**Task brief:**
The number of lines holding "RateLimitRule" is all you should give; count them in the records below.

[[ Data in this exercise open ]]

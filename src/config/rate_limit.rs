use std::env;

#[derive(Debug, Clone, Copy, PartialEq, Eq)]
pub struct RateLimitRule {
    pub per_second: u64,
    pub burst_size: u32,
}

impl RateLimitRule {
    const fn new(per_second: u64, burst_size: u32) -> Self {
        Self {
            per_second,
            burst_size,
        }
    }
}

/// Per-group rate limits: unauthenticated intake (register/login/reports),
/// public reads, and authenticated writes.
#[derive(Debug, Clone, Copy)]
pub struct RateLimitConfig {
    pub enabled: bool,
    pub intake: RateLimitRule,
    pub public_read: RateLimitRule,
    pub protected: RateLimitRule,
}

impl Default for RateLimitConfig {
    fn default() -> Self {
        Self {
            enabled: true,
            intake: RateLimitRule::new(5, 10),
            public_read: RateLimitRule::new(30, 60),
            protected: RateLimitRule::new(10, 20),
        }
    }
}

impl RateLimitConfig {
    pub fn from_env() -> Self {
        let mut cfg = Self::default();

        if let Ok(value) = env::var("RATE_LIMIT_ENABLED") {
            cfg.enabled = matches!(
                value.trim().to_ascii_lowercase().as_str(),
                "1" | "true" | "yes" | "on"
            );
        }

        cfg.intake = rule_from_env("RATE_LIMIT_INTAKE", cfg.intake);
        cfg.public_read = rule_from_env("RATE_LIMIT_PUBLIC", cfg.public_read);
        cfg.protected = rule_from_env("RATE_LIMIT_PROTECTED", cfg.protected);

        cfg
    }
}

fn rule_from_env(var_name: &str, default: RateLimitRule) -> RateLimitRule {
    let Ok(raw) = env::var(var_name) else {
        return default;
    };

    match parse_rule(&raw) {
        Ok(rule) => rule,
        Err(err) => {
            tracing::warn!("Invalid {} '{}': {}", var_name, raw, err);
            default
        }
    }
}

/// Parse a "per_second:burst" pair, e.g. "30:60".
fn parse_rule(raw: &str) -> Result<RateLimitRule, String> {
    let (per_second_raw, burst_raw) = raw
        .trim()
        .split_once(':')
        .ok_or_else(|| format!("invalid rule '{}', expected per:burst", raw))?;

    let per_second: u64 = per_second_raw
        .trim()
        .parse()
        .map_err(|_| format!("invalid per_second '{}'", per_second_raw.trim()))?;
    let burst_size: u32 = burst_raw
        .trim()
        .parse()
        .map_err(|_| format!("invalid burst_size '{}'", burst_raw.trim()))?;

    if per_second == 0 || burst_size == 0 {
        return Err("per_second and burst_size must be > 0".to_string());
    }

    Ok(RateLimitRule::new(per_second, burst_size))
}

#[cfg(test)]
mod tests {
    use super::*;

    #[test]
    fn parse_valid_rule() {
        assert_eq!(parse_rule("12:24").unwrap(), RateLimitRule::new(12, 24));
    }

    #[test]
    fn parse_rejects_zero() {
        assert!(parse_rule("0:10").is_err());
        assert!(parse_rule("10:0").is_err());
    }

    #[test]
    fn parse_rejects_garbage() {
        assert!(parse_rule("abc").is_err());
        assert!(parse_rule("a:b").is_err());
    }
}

[[ Data in this exercise closed ]]

**Result of the task:**
12